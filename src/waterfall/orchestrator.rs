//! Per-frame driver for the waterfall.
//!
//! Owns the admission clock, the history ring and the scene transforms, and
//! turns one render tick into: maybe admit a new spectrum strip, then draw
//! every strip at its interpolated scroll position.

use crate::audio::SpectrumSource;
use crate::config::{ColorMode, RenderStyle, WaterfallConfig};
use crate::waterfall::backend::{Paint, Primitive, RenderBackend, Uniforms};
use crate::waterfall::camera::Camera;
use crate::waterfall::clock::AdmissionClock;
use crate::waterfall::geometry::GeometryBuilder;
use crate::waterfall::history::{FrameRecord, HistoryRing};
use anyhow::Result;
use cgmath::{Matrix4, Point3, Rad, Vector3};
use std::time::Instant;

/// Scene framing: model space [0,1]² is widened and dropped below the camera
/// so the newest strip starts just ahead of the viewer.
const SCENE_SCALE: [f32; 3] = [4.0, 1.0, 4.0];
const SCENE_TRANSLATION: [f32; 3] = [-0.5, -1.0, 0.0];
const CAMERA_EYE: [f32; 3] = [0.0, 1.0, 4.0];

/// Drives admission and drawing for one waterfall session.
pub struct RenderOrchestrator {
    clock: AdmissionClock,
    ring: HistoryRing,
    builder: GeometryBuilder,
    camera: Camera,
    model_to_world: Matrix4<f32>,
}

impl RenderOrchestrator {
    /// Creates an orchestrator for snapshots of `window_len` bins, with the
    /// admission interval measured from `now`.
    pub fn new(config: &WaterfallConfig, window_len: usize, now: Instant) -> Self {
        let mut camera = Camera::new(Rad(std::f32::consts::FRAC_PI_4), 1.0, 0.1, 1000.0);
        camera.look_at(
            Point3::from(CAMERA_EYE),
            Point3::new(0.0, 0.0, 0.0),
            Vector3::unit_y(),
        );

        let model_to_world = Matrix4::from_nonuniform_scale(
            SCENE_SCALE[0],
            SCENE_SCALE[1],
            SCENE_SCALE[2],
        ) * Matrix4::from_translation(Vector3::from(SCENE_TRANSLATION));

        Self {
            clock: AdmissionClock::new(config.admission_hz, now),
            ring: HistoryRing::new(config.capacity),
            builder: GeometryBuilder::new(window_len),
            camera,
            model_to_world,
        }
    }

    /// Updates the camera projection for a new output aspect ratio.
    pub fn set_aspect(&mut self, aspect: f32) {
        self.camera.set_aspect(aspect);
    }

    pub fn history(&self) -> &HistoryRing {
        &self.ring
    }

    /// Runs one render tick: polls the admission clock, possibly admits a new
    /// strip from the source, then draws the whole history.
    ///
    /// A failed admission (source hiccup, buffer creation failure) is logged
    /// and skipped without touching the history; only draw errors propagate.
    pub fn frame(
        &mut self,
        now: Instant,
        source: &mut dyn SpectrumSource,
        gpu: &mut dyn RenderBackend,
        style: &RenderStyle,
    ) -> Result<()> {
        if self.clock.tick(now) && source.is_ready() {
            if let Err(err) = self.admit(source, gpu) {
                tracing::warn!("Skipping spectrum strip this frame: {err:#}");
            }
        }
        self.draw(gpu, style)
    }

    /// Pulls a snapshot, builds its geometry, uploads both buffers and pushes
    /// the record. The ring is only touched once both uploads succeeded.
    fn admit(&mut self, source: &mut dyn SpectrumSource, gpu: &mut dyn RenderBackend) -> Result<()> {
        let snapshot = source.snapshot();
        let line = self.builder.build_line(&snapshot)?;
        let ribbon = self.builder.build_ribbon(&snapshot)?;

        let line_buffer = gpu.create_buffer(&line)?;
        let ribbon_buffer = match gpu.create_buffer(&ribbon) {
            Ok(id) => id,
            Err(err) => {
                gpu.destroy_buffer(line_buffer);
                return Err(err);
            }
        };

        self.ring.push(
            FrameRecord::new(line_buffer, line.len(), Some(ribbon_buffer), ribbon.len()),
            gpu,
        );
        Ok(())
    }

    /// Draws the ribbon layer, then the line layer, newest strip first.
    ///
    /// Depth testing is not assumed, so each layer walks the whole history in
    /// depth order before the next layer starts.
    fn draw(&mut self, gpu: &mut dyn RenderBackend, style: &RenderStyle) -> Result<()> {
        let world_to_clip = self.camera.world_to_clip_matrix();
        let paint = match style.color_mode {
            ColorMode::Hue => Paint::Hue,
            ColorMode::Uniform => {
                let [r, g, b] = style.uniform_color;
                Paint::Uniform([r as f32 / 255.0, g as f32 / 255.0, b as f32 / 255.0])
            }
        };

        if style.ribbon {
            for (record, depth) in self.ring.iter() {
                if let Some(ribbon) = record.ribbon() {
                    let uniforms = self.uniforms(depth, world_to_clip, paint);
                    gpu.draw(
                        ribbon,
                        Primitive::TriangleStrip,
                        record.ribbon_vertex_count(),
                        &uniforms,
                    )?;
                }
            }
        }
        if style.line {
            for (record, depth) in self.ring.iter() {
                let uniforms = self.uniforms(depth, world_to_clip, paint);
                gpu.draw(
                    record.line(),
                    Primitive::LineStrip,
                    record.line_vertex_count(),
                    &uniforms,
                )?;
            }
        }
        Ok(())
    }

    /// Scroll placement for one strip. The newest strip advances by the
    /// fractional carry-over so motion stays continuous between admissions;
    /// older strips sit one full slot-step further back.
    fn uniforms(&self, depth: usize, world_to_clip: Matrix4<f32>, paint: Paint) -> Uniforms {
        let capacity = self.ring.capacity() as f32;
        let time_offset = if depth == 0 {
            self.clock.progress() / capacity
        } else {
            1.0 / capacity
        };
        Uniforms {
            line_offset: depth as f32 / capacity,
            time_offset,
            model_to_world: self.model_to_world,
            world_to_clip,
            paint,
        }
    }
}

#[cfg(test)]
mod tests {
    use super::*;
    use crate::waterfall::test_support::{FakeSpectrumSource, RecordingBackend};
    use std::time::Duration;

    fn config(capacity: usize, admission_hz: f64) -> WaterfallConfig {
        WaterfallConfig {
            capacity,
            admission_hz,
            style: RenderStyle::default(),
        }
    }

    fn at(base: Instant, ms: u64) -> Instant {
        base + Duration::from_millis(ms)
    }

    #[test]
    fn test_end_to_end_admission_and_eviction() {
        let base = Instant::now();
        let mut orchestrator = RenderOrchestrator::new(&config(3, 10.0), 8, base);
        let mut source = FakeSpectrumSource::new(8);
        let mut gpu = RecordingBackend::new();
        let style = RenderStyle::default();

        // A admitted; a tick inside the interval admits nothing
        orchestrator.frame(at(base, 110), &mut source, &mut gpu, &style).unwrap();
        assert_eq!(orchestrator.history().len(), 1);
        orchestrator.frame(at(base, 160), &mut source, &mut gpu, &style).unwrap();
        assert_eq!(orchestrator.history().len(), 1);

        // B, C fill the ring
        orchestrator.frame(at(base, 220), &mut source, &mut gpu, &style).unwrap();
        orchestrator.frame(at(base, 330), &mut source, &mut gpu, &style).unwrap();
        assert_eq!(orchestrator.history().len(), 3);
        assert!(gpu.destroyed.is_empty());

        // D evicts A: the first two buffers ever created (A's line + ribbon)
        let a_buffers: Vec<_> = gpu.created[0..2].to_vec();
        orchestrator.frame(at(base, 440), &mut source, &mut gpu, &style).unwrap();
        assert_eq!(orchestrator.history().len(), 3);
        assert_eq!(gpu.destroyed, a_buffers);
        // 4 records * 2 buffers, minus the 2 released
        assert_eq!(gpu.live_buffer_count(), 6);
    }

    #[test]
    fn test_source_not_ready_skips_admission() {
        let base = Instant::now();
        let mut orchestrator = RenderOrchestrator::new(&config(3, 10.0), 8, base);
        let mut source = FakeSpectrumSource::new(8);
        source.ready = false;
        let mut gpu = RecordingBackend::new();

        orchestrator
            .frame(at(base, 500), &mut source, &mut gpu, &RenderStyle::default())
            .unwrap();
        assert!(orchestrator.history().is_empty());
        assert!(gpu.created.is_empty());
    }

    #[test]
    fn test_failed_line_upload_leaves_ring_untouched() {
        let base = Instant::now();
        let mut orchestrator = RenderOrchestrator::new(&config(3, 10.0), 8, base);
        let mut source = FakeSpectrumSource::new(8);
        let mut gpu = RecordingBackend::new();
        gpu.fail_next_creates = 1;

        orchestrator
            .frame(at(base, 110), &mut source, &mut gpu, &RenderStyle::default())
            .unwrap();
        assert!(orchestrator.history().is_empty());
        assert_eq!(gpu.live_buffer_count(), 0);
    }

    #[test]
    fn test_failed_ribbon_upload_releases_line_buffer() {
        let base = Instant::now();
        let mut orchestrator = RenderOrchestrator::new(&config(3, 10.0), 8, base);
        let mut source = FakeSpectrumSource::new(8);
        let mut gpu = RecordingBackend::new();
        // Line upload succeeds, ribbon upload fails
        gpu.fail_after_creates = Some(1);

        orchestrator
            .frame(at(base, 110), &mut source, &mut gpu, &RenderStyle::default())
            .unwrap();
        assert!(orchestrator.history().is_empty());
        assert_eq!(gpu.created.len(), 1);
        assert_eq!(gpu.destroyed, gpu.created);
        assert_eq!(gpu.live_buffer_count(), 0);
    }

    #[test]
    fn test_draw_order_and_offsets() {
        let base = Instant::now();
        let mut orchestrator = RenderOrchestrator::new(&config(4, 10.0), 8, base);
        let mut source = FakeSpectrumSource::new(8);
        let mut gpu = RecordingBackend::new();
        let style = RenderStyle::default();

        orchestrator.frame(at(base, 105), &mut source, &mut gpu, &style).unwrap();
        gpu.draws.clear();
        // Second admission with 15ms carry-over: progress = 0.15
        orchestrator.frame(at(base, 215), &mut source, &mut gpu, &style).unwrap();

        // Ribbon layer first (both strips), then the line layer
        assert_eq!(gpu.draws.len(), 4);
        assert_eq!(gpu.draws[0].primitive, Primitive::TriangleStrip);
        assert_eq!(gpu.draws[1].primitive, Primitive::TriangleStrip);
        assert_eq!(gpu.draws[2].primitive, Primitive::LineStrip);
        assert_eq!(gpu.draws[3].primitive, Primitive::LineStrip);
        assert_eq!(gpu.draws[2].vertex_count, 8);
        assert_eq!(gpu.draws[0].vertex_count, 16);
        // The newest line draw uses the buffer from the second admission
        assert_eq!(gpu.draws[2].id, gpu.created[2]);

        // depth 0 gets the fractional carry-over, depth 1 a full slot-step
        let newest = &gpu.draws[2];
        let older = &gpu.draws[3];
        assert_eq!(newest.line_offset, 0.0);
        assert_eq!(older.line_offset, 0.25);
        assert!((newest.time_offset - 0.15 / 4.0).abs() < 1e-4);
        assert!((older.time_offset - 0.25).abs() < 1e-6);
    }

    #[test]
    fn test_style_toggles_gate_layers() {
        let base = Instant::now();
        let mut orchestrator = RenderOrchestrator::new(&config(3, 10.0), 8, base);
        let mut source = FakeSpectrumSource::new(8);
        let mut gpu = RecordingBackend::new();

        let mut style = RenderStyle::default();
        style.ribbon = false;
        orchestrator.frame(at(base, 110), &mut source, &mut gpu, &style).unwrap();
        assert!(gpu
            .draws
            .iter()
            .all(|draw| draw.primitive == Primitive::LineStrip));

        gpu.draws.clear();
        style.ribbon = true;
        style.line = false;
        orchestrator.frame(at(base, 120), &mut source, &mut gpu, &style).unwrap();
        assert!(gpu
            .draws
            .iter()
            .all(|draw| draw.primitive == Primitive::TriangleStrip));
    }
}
----------------
» What you need to do
Take the lines from the start of the records through the line holding "admission interval measured", both included, and please print them exactly, with nothing else.

» Response
filename src/waterfall/orchestrator.rs
//! Per-frame driver for the waterfall.
//!
//! Owns the admission clock, the history ring and the scene transforms, and
//! turns one render tick into: maybe admit a new spectrum strip, then draw
//! every strip at its interpolated scroll position.

use crate::audio::SpectrumSource;
use crate::config::{ColorMode, RenderStyle, WaterfallConfig};
use crate::waterfall::backend::{Paint, Primitive, RenderBackend, Uniforms};
use crate::waterfall::camera::Camera;
use crate::waterfall::clock::AdmissionClock;
use crate::waterfall::geometry::GeometryBuilder;
use crate::waterfall::history::{FrameRecord, HistoryRing};
use anyhow::Result;
use cgmath::{Matrix4, Point3, Rad, Vector3};
use std::time::Instant;

/// Scene framing: model space [0,1]² is widened and dropped below the camera
/// so the newest strip starts just ahead of the viewer.
const SCENE_SCALE: [f32; 3] = [4.0, 1.0, 4.0];
const SCENE_TRANSLATION: [f32; 3] = [-0.5, -1.0, 0.0];
const CAMERA_EYE: [f32; 3] = [0.0, 1.0, 4.0];

/// Drives admission and drawing for one waterfall session.
pub struct RenderOrchestrator {
    clock: AdmissionClock,
    ring: HistoryRing,
    builder: GeometryBuilder,
    camera: Camera,
    model_to_world: Matrix4<f32>,
}

impl RenderOrchestrator {
    /// Creates an orchestrator for snapshots of `window_len` bins, with the
    /// admission interval measured from `now`.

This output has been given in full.